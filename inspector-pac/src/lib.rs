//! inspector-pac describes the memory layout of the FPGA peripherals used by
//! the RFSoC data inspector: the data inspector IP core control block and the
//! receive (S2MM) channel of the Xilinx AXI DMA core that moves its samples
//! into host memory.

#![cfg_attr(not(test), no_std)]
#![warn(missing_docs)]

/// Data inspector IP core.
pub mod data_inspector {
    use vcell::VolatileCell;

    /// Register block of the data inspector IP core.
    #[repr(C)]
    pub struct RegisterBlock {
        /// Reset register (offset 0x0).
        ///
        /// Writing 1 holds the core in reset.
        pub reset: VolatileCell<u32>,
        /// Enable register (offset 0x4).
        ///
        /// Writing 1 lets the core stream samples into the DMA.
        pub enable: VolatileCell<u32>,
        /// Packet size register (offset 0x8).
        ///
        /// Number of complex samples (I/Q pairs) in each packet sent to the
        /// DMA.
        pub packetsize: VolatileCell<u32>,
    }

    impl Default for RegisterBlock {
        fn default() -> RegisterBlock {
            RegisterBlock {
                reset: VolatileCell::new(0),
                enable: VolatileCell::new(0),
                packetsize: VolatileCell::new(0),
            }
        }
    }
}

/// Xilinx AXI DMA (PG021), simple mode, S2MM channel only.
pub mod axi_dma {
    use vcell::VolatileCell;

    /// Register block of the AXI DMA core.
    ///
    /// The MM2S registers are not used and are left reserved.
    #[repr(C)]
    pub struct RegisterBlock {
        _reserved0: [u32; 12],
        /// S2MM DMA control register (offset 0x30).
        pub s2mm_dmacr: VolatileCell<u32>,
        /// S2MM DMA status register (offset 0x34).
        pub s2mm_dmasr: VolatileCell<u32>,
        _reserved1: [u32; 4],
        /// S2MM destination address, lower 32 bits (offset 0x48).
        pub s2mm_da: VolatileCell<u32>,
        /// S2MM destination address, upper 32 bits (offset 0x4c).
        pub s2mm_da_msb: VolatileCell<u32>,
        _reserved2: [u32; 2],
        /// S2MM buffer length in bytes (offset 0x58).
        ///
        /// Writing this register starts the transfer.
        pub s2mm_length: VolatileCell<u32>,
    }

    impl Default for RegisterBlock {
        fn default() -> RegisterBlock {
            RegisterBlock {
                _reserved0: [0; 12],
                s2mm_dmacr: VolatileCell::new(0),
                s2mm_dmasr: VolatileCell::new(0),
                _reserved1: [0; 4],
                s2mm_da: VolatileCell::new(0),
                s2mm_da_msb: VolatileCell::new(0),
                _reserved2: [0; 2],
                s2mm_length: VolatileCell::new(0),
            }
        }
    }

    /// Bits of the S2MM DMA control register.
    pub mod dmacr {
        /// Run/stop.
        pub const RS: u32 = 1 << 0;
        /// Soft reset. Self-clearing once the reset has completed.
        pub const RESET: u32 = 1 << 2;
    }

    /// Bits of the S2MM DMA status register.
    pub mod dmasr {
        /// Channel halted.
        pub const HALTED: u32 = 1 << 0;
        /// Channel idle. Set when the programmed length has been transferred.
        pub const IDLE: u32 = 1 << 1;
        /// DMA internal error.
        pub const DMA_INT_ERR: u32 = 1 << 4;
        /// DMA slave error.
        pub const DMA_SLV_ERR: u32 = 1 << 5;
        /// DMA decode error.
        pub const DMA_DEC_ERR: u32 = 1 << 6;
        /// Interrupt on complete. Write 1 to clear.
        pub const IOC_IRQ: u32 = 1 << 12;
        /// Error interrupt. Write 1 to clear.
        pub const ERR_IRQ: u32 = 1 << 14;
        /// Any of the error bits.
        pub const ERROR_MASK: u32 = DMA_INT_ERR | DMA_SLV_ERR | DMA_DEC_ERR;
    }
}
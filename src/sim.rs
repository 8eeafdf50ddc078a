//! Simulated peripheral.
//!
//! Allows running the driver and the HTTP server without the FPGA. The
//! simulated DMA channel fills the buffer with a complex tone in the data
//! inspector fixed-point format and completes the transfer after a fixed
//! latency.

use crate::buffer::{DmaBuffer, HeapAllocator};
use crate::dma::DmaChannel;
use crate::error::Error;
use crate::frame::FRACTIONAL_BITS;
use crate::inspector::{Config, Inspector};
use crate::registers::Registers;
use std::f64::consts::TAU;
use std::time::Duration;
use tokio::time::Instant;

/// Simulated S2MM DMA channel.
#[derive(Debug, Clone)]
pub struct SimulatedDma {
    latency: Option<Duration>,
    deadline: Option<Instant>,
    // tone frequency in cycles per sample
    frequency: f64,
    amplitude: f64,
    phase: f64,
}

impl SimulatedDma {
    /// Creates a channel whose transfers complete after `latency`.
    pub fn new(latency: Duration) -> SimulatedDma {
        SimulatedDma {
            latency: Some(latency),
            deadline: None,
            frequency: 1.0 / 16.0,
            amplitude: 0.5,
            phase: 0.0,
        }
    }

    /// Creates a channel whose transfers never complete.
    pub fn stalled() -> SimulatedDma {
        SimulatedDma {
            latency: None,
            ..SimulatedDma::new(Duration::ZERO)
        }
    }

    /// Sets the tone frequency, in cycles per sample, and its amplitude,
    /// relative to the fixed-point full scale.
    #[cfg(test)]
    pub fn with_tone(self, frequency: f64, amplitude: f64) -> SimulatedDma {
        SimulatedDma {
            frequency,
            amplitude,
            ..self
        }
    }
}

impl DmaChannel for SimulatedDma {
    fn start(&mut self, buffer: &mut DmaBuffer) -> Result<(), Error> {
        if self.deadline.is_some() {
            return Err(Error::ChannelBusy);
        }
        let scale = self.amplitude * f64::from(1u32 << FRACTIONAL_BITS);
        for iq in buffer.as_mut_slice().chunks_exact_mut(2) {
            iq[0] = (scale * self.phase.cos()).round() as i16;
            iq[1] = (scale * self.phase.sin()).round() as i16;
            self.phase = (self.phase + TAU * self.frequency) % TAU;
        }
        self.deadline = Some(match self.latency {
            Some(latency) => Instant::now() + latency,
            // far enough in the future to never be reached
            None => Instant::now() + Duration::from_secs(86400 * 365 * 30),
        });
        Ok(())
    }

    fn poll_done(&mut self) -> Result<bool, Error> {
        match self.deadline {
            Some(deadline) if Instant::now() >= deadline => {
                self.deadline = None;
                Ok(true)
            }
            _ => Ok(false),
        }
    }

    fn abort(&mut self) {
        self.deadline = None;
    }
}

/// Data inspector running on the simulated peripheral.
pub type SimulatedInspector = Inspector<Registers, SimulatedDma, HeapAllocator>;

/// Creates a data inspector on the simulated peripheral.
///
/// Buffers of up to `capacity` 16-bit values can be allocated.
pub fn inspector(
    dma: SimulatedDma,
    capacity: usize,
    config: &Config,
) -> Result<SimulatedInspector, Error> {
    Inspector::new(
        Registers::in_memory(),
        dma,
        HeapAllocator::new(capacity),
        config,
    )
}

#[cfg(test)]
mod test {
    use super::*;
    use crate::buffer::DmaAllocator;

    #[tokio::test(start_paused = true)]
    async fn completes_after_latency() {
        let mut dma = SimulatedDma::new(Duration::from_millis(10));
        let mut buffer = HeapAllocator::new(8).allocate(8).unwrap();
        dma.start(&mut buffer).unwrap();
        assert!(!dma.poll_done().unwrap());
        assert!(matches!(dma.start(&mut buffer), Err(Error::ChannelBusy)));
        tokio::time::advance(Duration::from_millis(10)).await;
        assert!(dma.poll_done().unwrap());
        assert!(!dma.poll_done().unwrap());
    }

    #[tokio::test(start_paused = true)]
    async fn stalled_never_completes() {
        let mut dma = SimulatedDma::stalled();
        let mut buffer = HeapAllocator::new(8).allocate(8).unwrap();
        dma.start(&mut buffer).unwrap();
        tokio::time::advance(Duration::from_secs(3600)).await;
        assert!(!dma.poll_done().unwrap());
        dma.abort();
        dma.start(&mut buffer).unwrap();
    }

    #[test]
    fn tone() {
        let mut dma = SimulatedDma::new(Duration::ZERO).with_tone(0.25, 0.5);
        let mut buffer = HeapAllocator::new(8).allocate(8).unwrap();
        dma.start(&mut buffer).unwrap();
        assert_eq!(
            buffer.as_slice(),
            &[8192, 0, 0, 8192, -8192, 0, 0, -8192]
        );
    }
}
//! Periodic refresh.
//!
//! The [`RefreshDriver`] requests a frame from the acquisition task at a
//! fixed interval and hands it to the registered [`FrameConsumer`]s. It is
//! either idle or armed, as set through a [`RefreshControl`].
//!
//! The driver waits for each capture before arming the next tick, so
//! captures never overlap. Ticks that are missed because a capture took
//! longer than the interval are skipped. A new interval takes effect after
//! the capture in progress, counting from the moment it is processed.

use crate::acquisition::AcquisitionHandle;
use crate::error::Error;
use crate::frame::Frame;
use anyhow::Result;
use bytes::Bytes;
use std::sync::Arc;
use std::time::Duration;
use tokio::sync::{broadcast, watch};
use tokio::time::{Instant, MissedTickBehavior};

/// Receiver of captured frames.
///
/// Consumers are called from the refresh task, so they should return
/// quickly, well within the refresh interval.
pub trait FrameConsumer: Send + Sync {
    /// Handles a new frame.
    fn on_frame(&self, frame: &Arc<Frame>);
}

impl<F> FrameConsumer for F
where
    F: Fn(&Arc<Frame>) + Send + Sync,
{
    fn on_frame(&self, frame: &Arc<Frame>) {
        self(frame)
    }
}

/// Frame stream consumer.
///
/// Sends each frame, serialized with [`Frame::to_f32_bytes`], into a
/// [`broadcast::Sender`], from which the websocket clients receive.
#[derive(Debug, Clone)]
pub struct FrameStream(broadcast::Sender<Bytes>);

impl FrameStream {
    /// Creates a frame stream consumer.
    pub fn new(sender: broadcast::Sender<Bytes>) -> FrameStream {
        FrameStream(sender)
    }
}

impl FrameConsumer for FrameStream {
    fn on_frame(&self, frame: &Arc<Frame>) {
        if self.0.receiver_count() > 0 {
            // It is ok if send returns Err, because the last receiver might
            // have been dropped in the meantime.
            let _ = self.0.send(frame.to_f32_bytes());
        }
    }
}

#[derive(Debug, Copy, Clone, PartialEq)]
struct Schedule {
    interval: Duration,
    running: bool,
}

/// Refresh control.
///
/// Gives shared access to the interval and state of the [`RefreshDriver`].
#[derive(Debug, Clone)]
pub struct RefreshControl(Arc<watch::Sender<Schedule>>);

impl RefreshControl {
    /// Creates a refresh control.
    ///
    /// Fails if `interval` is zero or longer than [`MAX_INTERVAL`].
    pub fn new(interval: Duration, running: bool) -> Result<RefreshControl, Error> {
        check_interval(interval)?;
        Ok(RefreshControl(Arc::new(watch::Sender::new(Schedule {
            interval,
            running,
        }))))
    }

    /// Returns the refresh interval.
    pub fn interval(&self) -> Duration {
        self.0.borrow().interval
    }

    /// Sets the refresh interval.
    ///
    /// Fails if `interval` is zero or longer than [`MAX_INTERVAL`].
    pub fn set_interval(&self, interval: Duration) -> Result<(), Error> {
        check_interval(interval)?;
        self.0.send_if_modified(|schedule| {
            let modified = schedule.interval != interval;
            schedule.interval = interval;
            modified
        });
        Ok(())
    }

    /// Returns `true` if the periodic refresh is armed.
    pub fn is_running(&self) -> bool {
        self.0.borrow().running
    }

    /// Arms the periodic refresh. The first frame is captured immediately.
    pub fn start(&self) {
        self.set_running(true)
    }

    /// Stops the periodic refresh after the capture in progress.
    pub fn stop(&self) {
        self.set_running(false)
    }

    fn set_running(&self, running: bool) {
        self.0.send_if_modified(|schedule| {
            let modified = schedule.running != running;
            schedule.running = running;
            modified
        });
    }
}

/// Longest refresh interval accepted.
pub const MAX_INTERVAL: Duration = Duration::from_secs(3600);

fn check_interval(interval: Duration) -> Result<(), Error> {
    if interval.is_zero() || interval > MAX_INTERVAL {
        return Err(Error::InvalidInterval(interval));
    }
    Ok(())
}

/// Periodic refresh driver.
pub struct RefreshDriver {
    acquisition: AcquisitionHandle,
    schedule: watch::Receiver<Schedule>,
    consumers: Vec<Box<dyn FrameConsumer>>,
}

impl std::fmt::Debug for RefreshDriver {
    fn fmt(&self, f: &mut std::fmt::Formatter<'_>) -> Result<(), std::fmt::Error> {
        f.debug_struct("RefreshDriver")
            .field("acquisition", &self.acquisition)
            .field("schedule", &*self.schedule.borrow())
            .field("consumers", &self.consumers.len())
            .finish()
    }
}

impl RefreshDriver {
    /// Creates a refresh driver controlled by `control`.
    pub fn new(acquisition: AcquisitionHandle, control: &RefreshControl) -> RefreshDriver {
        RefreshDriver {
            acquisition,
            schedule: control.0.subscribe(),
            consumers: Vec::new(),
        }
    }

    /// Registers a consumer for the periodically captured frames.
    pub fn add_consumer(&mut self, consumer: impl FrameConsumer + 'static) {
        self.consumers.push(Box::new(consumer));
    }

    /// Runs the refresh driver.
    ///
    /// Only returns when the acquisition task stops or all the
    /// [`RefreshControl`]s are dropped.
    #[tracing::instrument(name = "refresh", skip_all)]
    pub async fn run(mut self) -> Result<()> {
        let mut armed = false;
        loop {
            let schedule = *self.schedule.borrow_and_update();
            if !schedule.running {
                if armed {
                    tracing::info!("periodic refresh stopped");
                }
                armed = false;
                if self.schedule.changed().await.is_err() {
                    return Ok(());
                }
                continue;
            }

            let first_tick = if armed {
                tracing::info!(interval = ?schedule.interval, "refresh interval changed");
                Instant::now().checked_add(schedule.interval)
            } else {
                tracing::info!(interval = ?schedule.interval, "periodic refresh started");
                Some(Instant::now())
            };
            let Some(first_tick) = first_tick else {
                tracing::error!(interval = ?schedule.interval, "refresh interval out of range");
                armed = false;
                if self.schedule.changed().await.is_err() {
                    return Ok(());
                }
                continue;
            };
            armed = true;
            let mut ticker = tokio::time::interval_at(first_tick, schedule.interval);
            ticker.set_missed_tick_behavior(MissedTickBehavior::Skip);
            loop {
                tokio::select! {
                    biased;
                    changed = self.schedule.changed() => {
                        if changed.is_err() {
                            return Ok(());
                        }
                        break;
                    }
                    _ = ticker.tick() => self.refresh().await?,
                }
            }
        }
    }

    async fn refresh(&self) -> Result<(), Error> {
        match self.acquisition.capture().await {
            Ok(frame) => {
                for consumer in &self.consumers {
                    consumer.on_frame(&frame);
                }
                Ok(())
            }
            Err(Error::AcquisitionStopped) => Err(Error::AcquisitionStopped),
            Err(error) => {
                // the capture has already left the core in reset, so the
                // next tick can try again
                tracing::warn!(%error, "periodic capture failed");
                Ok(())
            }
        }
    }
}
────────
**AIM OF THE EXERCISE:** Would you print exactly, and only, the lines of the data above from the line with "register (offset 0x0)." through the line with "sent to the", inclusive?

**RESULT OF THE TASK:**
        /// Reset register (offset 0x0).
        ///
        /// Writing 1 holds the core in reset.
        pub reset: VolatileCell<u32>,
        /// Enable register (offset 0x4).
        ///
        /// Writing 1 lets the core stream samples into the DMA.
        pub enable: VolatileCell<u32>,
        /// Packet size register (offset 0x8).
        ///
        /// Number of complex samples (I/Q pairs) in each packet sent to the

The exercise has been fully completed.